### WORK REQUIRED
Pull out every line with the word "return" from the entries below.

Recorded data:
□ □ □ □

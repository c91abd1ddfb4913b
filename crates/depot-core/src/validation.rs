//! # Validation Module
//!
//! Input validation for engine requests.
//!
//! ## Validation Strategy
//! ```text
//! ┌─────────────────────────────────────────────────────────────────────────┐
//! │                      Validation Layers                                  │
//! │                                                                         │
//! │  Layer 1: Caller (scanner app, picking UI)                             │
//! │  └── Format checks, immediate operator feedback                        │
//! │           │                                                             │
//! │           ▼                                                             │
//! │  Layer 2: THIS MODULE - request validation before any row is read      │
//! │           │                                                             │
//! │           ▼                                                             │
//! │  Layer 3: Quantities::apply - counter invariant per mutation           │
//! │           │                                                             │
//! │           ▼                                                             │
//! │  Layer 4: SQLite CHECK constraints on inventory_lines                  │
//! └─────────────────────────────────────────────────────────────────────────┘
//! ```

use crate::error::ValidationError;
use crate::MAX_MOVEMENT_QUANTITY;

/// Result type for validation operations.
pub type ValidationResult<T> = Result<T, ValidationError>;

/// Maximum length of warehouse/location/item/status codes.
pub const MAX_CODE_LEN: usize = 64;

/// Validates a movement quantity.
///
/// ## Rules
/// - Must be positive
/// - Must not exceed [`MAX_MOVEMENT_QUANTITY`]
///
/// ## Example
/// ```rust
/// use depot_core::validation::validate_quantity;
///
/// assert!(validate_quantity("qty", 15).is_ok());
/// assert!(validate_quantity("qty", 0).is_err());
/// ```
pub fn validate_quantity(field: &str, qty: i64) -> ValidationResult<()> {
    if qty <= 0 {
        return Err(ValidationError::MustBePositive {
            field: field.to_string(),
        });
    }

    if qty > MAX_MOVEMENT_QUANTITY {
        return Err(ValidationError::OutOfRange {
            field: field.to_string(),
            min: 1,
            max: MAX_MOVEMENT_QUANTITY,
        });
    }

    Ok(())
}

/// Validates a master-data code (warehouse, location, item, QA status).
///
/// ## Rules
/// - Must not be empty
/// - At most [`MAX_CODE_LEN`] characters
/// - No whitespace or control characters
pub fn validate_code(field: &str, code: &str) -> ValidationResult<()> {
    if code.trim().is_empty() {
        return Err(ValidationError::Required {
            field: field.to_string(),
        });
    }

    if code.chars().count() > MAX_CODE_LEN {
        return Err(ValidationError::TooLong {
            field: field.to_string(),
            max: MAX_CODE_LEN,
        });
    }

    if code.chars().any(|c| c.is_whitespace() || c.is_control()) {
        return Err(ValidationError::InvalidFormat {
            field: field.to_string(),
            reason: "must not contain whitespace".to_string(),
        });
    }

    Ok(())
}

/// Validates a required free-text field (references, actor ids).
pub fn validate_text(field: &str, value: &str) -> ValidationResult<()> {
    if value.trim().is_empty() {
        return Err(ValidationError::Required {
            field: field.to_string(),
        });
    }
    Ok(())
}

/// Validates a line/assignment identifier (UUID).
pub fn validate_uuid(field: &str, id: &str) -> ValidationResult<()> {
    validate_text(field, id)?;

    uuid::Uuid::parse_str(id).map_err(|_| ValidationError::InvalidFormat {
        field: field.to_string(),
        reason: "must be a valid UUID".to_string(),
    })?;

    Ok(())
}

// =============================================================================
// Unit Tests
// =============================================================================

#[cfg(test)]
mod tests {
    use super::*;

    #[test]
    fn test_validate_quantity() {
        assert!(validate_quantity("qty", 1).is_ok());
        assert!(validate_quantity("qty", MAX_MOVEMENT_QUANTITY).is_ok());

        assert!(validate_quantity("qty", 0).is_err());
        assert!(validate_quantity("qty", -5).is_err());
        assert!(validate_quantity("qty", MAX_MOVEMENT_QUANTITY + 1).is_err());
    }

    #[test]
    fn test_validate_code() {
        assert!(validate_code("location_code", "A-01-03").is_ok());
        assert!(validate_code("location_code", "").is_err());
        assert!(validate_code("location_code", "A 01").is_err());
        assert!(validate_code("location_code", &"A".repeat(65)).is_err());
    }

    #[test]
    fn test_validate_uuid() {
        assert!(validate_uuid("line_id", "550e8400-e29b-41d4-a716-446655440000").is_ok());
        assert!(validate_uuid("line_id", "").is_err());
        assert!(validate_uuid("line_id", "line-1").is_err());
    }
}
//! # Repository Module
//!
//! SQL for each table, kept in one place per table.
//!
//! ## Two Entry Points
//! ```text
//! ┌─────────────────────────────────────────────────────────────────────────┐
//! │                                                                         │
//! │  Engines (inside a transaction)        Readers (pool)                  │
//! │       │                                     │                           │
//! │       │  inventory::mutate_quantities(      │  db.inventory()           │
//! │       │      &mut tx, id, &delta, ..)       │    .stock_summary(..)     │
//! │       ▼                                     ▼                           │
//! │  free functions taking               XxxRepository { pool }            │
//! │  &mut SqliteConnection  ◄───────────  acquires a connection and        │
//! │                                      calls the same functions          │
//! │       │                                                                 │
//! │       ▼                                                                 │
//! │  SQLite Database                                                       │
//! └─────────────────────────────────────────────────────────────────────────┘
//! ```
//!
//! ## Available Repositories
//!
//! - [`inventory`] - Inventory record store (lines and counters)
//! - [`ledger`] - Append-only movement ledger
//! - [`picking`] - Pick assignments
//! - [`location`] - Location master lookup
//! - [`policy`] - Per-owner inventory policy

pub mod inventory;
pub mod ledger;
pub mod location;
pub mod picking;
pub mod policy;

□ □ □ □

### SOLUTION TO THIS PROBLEM
        return Err(ValidationError::MustBePositive {
        return Err(ValidationError::OutOfRange {
        return Err(ValidationError::Required {
        return Err(ValidationError::TooLong {
        return Err(ValidationError::InvalidFormat {
        return Err(ValidationError::Required {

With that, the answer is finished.